Mohon tunggu...
KOMENTAR
Cerpen

Kubilang Juga Apa

5 November 2022   09:01 Diperbarui: 5 November 2022   09:08 190 4
"Ayo, Pa. Kita sudah kesiangan," ujarku sambil meraih sandal berwarna emas dari rak sepatu.Mas Pur yang sedang menutup jendela ruang tamu menoleh pada jam di dinding.

"Masih jam setengah dua, Ma. Resepsi di gedung biasanya sampai jam empat sore. Masih lama," sahutnya.

"Iya, tapi Mama sudah janji dengan teman-teman kantor untuk datang barengan. Lagi pula Mama sudah lapar," jawabku lagi.

"Kenapa nggak makan saja dulu? Ntar di jalan macet, loh," ujar suamiku itu.

Aku menggeleng. "Tanggung, ntar kekenyangan. Kan, gedungnya enggak jauh. Cuma beberapa kilometer."

Mas Pur memasang gerendel pada pintu ruang tamu dan mengambil kunci dari gantungan di atas mesin cuci. "Kita pakai motor saja ya, biar lebih cepat?"

Aku menggeleng. "Jangan dong, Pa! Di luar panas banget, ntar bedak Mama bisa luntur! Lagi pula Mama pakai gaun, repot naik di belakang jok motor," ujarku merajuk.

"Ya, sudah. Mama keluar dulu ya, biar Papa mengunci pintu garasi," jawabnya sambil meraih kunci mobil keluarga.

Suamiku memang tidak banyak berbicara, ia tidak suka berdebat. Ia seringkali mengalah padaku yang kadang kolokan. Mungkin karena perbedaan usia kami cukup jauh.

Aku meraih tas mungil yang serasi dengan sandalku lalu masuk ke dalam mobil yang sudah di parkir di depan rumah.
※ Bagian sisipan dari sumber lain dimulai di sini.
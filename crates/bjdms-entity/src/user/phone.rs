//! Bangladeshi mobile number rules.

const COUNTRY_PREFIX: &str = "+880";
const SUBSCRIBER_DIGITS: usize = 10;

/// `+880` followed by exactly ten ASCII digits.
pub fn is_valid_phone(phone: &str) -> bool {
    phone
        .strip_prefix(COUNTRY_PREFIX)
        .is_some_and(|rest| rest.len() == SUBSCRIBER_DIGITS && rest.bytes().all(|b| b.is_ascii_digit()))
}

/// Keep the first six and last four characters, e.g. `+88017***0000`.
pub fn mask_phone(phone: &str) -> String {
    let chars: Vec<char> = phone.chars().collect();
    if chars.len() <= 10 {
        return "***".to_string();
    }
    let head: String = chars[..6].iter().collect();
    let tail: String = chars[chars.len() - 4..].iter().collect();
    format!("{head}***{tail}")
}
//! Redis session store.

pub mod client;
pub mod operations;

pub use client::RedisClient;
pub use operations::RedisCacheProvider;
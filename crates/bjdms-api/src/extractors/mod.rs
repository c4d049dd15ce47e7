//! Custom Axum extractors.

pub mod auth;
pub mod client;
pub mod json;

pub use auth::AuthenticatedUser;
pub use client::ClientInfo;
pub use json::ValidatedJson;
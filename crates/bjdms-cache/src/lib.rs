//! # bjdms-cache
//!
//! Expiring key-value backends for the session store. Two modes:
//!
//! - **memory**: in-process cache using [moka](https://crates.io/crates/moka)
//!   with per-entry TTLs
//! - **redis**: Redis-backed store using the [redis](https://crates.io/crates/redis)
//!   crate with a reconnecting connection manager
//!
//! The provider is selected at runtime based on configuration.

pub mod keys;
#[cfg(feature = "memory")]
pub mod memory;
pub mod provider;
#[cfg(feature = "redis-backend")]
pub mod redis;

pub use provider::CacheManager;

use std::time::Duration;

/// Shortest TTL a backend will accept; zero would mean "never expires" in Redis.
pub(crate) const MIN_TTL: Duration = Duration::from_secs(1);

pub(crate) fn clamp_ttl(ttl: Duration) -> Duration {
    ttl.max(MIN_TTL)
}
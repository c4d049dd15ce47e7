//! In-memory cache implementation using the moka crate.

use std::time::{Duration, Instant};

use async_trait::async_trait;
use moka::Expiry;
use moka::future::Cache;
use tracing::debug;

use bjdms_core::config::cache::MemoryCacheConfig;
use bjdms_core::result::AppResult;
use bjdms_core::traits::cache::CacheProvider;

use crate::clamp_ttl;

#[derive(Debug, Clone)]
struct Entry {
    value: String,
    ttl: Duration,
}

/// Expires every entry after the TTL it was written with.
struct PerEntryTtl;

impl Expiry<String, Entry> for PerEntryTtl {
    fn expire_after_create(
        &self,
        _key: &String,
        entry: &Entry,
        _created_at: Instant,
    ) -> Option<Duration> {
        Some(entry.ttl)
    }

    fn expire_after_update(
        &self,
        _key: &String,
        entry: &Entry,
        _updated_at: Instant,
        _duration_until_expiry: Option<Duration>,
    ) -> Option<Duration> {
        Some(entry.ttl)
    }
}

/// In-memory cache provider using moka.
#[derive(Debug, Clone)]
pub struct MemoryCacheProvider {
    cache: Cache<String, Entry>,
}

impl MemoryCacheProvider {
    /// Create a new in-memory cache from configuration.
    pub fn new(config: &MemoryCacheConfig) -> Self {
        let cache = Cache::builder()
            .max_capacity(config.max_capacity)
            .expire_after(PerEntryTtl)
            .build();

        Self { cache }
    }
}

#[async_trait]
impl CacheProvider for MemoryCacheProvider {
    async fn get(&self, key: &str) -> AppResult<Option<String>> {
        Ok(self.cache.get(key).await.map(|entry| entry.value))
    }

    async fn set(&self, key: &str, value: &str, ttl: Duration) -> AppResult<()> {
        let entry = Entry {
            value: value.to_string(),
            ttl: clamp_ttl(ttl),
        };
        self.cache.insert(key.to_string(), entry).await;
        Ok(())
    }

    async fn delete(&self, key: &str) -> AppResult<()> {
        self.cache.invalidate(key).await;
        Ok(())
    }

    async fn exists(&self, key: &str) -> AppResult<bool> {
        Ok(self.cache.get(key).await.is_some())
    }

    /// Only trailing `*` wildcards are supported, which covers every key
    /// pattern in [`crate::keys`].
    async fn delete_pattern(&self, pattern: &str) -> AppResult<u64> {
        let prefix = pattern.trim_end_matches('*');

        let keys_to_remove: Vec<String> = self
            .cache
            .iter()
            .filter(|(key, _)| key.starts_with(prefix))
            .map(|(key, _)| key.to_string())
            .collect();

        let mut count = 0u64;
        for key in keys_to_remove {
            if self.cache.remove(&key).await.is_some() {
                count += 1;
            }
        }

        debug!(pattern, count, "Deleted keys matching pattern");
        Ok(count)
    }

    async fn health_check(&self) -> AppResult<bool> {
        Ok(true)
    }

    fn provider_name(&self) -> &'static str {
        "memory"
    }
}
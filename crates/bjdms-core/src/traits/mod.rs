//! Core traits defined in `bjdms-core` and implemented by other crates.

pub mod cache;

pub use cache::CacheProvider;
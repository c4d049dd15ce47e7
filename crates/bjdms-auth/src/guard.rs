//! Per-request authorization gate.
//!
//! A request moves through `NoToken → ParseError → SignatureInvalid →
//! SessionInactive → Revoked → Authenticated`. The signature is checked before
//! any store lookup, and a store failure rejects the request.

use std::sync::Arc;

use tracing::{debug, error};

use bjdms_core::error::{AppError, ErrorKind};
use bjdms_core::result::AppResult;

use crate::jwt::{Claims, JwtDecoder, TokenError};
use crate::session::SessionStore;

const BEARER_PREFIX: &str = "Bearer ";

/// Extract the token from an `Authorization: Bearer <token>` header value.
pub fn parse_bearer(header: Option<&str>) -> AppResult<&str> {
    let header = header.ok_or_else(|| AppError::invalid_token("Missing authorization header"))?;

    match header.strip_prefix(BEARER_PREFIX).map(str::trim) {
        Some(token) if !token.is_empty() && !token.contains(' ') => Ok(token),
        _ => Err(AppError::invalid_token(
            "Invalid authorization header format",
        )),
    }
}

/// Admits a request only for a valid access token with a live, unrevoked session.
#[derive(Debug, Clone)]
pub struct AuthGuard {
    decoder: Arc<JwtDecoder>,
    sessions: Arc<SessionStore>,
}

impl AuthGuard {
    /// Creates a new guard.
    pub fn new(decoder: Arc<JwtDecoder>, sessions: Arc<SessionStore>) -> Self {
        Self { decoder, sessions }
    }

    /// Run the full check on a raw `Authorization` header value.
    pub async fn authenticate(&self, authorization: Option<&str>) -> AppResult<Claims> {
        let token = parse_bearer(authorization)?;

        let claims = self.decoder.verify_access_token(token).map_err(|e| {
            match e {
                TokenError::Expired => debug!("Rejected expired access token"),
                other => debug!(reason = %other, "Rejected access token"),
            }
            AppError::invalid_token("Invalid or expired token")
        })?;

        require_live_session(&self.sessions, &claims).await?;
        Ok(claims)
    }
}

/// Session liveness then revocation, for a token whose signature already
/// verified.
pub(crate) async fn require_live_session(
    sessions: &SessionStore,
    claims: &Claims,
) -> AppResult<()> {
    let live = sessions
        .validate_session(claims.sub, &claims.jti)
        .await
        .map_err(|e| store_failure("session lookup", e))?;
    if !live {
        debug!(user_id = %claims.sub, "Session not found for token");
        return Err(AppError::session_inactive("Session expired or revoked"));
    }

    let revoked = sessions
        .is_revoked(&claims.jti)
        .await
        .map_err(|e| store_failure("revocation lookup", e))?;
    if revoked {
        debug!(user_id = %claims.sub, "Revoked token presented");
        return Err(AppError::session_inactive("Token revoked"));
    }

    Ok(())
}

fn store_failure(operation: &'static str, err: AppError) -> AppError {
    error!(operation, error = %err, "Session store unavailable; rejecting request");
    AppError::with_source(
        ErrorKind::ServiceUnavailable,
        "Authentication temporarily unavailable",
        err,
    )
}

#[cfg(test)]
mod tests {
    use super::*;
    use std::time::Duration;

    use bjdms_cache::provider::CacheManager;
    use bjdms_core::config::auth::AuthConfig;
    use uuid::Uuid;

    use crate::jwt::JwtEncoder;
    use crate::testing::BrokenCache;

    fn guard_with(
        cache: CacheManager,
        timeout: Duration,
    ) -> (AuthGuard, Arc<SessionStore>, JwtEncoder) {
        let config = AuthConfig::default();
        let sessions = Arc::new(SessionStore::new(Arc::new(cache), timeout));
        let guard = AuthGuard::new(Arc::new(JwtDecoder::new(&config)), Arc::clone(&sessions));
        (guard, sessions, JwtEncoder::new(&config))
    }

    #[test]
    fn bearer_parsing() {
        assert_eq!(parse_bearer(Some("Bearer abc")).unwrap(), "abc");
        assert_eq!(
            parse_bearer(None).unwrap_err().message,
            "Missing authorization header"
        );
        for bad in ["abc", "Basic abc", "Bearer ", "Bearer a b", "bearer abc"] {
            let err = parse_bearer(Some(bad)).unwrap_err();
            assert_eq!(err.message, "Invalid authorization header format", "{bad}");
        }
    }

    #[tokio::test]
    async fn live_session_is_admitted() {
        let (guard, sessions, encoder) =
            guard_with(CacheManager::in_memory(), Duration::from_secs(1));
        let user_id = Uuid::new_v4();
        let issued = encoder
            .issue_access_token(user_id, "+8801700000000", false)
            .unwrap();
        sessions
            .set_session(user_id, &issued.token_id, issued.ttl)
            .await
            .unwrap();

        let header = format!("Bearer {}", issued.token);
        let claims = guard.authenticate(Some(&header)).await.unwrap();
        assert_eq!(claims.sub, user_id);
    }

    #[tokio::test]
    async fn missing_session_is_inactive() {
        let (guard, _, encoder) = guard_with(CacheManager::in_memory(), Duration::from_secs(1));
        let issued = encoder
            .issue_access_token(Uuid::new_v4(), "+8801700000000", false)
            .unwrap();

        let header = format!("Bearer {}", issued.token);
        let err = guard.authenticate(Some(&header)).await.unwrap_err();
        assert_eq!(err.kind, ErrorKind::SessionInactive);
        assert_eq!(err.message, "Session expired or revoked");
    }

    #[tokio::test]
    async fn revoked_token_is_rejected_even_with_session() {
        let (guard, sessions, encoder) =
            guard_with(CacheManager::in_memory(), Duration::from_secs(1));
        let user_id = Uuid::new_v4();
        let issued = encoder
            .issue_access_token(user_id, "+8801700000000", false)
            .unwrap();
        sessions
            .set_session(user_id, &issued.token_id, issued.ttl)
            .await
            .unwrap();
        sessions.revoke(&issued.token_id, issued.ttl).await.unwrap();

        let header = format!("Bearer {}", issued.token);
        let err = guard.authenticate(Some(&header)).await.unwrap_err();
        assert_eq!(err.message, "Token revoked");
    }

    #[tokio::test]
    async fn bad_signature_never_reaches_the_store() {
        let (guard, _, _) = guard_with(
            CacheManager::from_provider(Arc::new(BrokenCache::failing())),
            Duration::from_secs(1),
        );
        let err = guard
            .authenticate(Some("Bearer not.a.token"))
            .await
            .unwrap_err();
        assert_eq!(err.kind, ErrorKind::InvalidToken);
    }

    #[tokio::test]
    async fn store_error_fails_closed() {
        let (guard, _, encoder) = guard_with(
            CacheManager::from_provider(Arc::new(BrokenCache::failing())),
            Duration::from_secs(1),
        );
        let issued = encoder
            .issue_access_token(Uuid::new_v4(), "+8801700000000", false)
            .unwrap();

        let header = format!("Bearer {}", issued.token);
        let err = guard.authenticate(Some(&header)).await.unwrap_err();
        assert_eq!(err.kind, ErrorKind::ServiceUnavailable);
    }

    #[tokio::test]
    async fn store_timeout_fails_closed() {
        let (guard, _, encoder) = guard_with(
            CacheManager::from_provider(Arc::new(BrokenCache::hanging())),
            Duration::from_millis(50),
        );
        let issued = encoder
            .issue_access_token(Uuid::new_v4(), "+8801700000000", false)
            .unwrap();

        let header = format!("Bearer {}", issued.token);
        let err = guard.authenticate(Some(&header)).await.unwrap_err();
        assert_eq!(err.kind, ErrorKind::ServiceUnavailable);
    }
}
Sambil menunggu suamiku mengunci pintu, aku membuka ponsel dan berseluncur di sosial media. Ada sebuah kiriman foto dari temanku, Atika. Ternyata dia sudah sampai di tempat resepsi. Aku lalu membuka status whatsapp milik teman-teman yang lain. Waduh ternyata sudah banyak yang tiba.

"Ma, jemuran masih di luar. Kamu ambil dulu, deh," kata suamiku dari jendela mobil yang terbuka. Pandangannya tertuju pada jemuran lipat yang terbuat dari alumunium di sebelah garasi.

"Biarin saja, Pa. Hari panas terik begini, lagipula kita cuma sebentar," ujarku malas bergerak.

Mas Pur mengangkat bahu dan masuk ke belakang kemudi. Ia menyalakan mobil.
"Nanti kalau tiba-tiba hujan, repot, Ma. Jemurannya banyak, pakaian kerja kita juga ada."

"Enggak akan hujan, Pa. Hari Minggu, kan, banyak pawang hujan yang beraksi," sahutku tak sabar, "ayolah, teman-teman Mama sudah pada sampai. Nggak enak kalau kita belakangan."

Mas Pur menoleh dan menatapku sekilas, lalu mengoper gigi dan menekan pedal gas.
Kami tiba di gedung resepsi satu jam kemudian. Di luar dugaan, jalanan sangat macet karena ada kecelakaan. Jarak yang seharusnya bisa ditempuh lima belas menit itu menjadi lebih lama karena mengendarai mobil. Aku mengomel kesal.

"Sabar, Ma," begitu suamiku menghibur dengan pandangan tetap berkonsentrasi ke jalan raya.

Teman-temanku sebagian sudah pulang, karena ada yang masih harus ke resepsi lain dan ada yang buru-buru pulang untuk menghindari hujan. Entah kenapa, langit menjadi mendung saat kami tiba di gedung. Aku dan Mas Pur langsung menuju ke meja makan prasmanan. Setelah itu, kami menyalami sang pengantin, yang kebetulan adalah anak teman kerjaku.

"Terima kasih, Heni, sudah datang," kata temanku itu ketika berjabat tangan. Aku mengangguk dan tersenyum.

"Selamat ya, Nia, semoga langgeng sampai anak cucu," ujarku pada sang pengantin yang tampak berseri-seri.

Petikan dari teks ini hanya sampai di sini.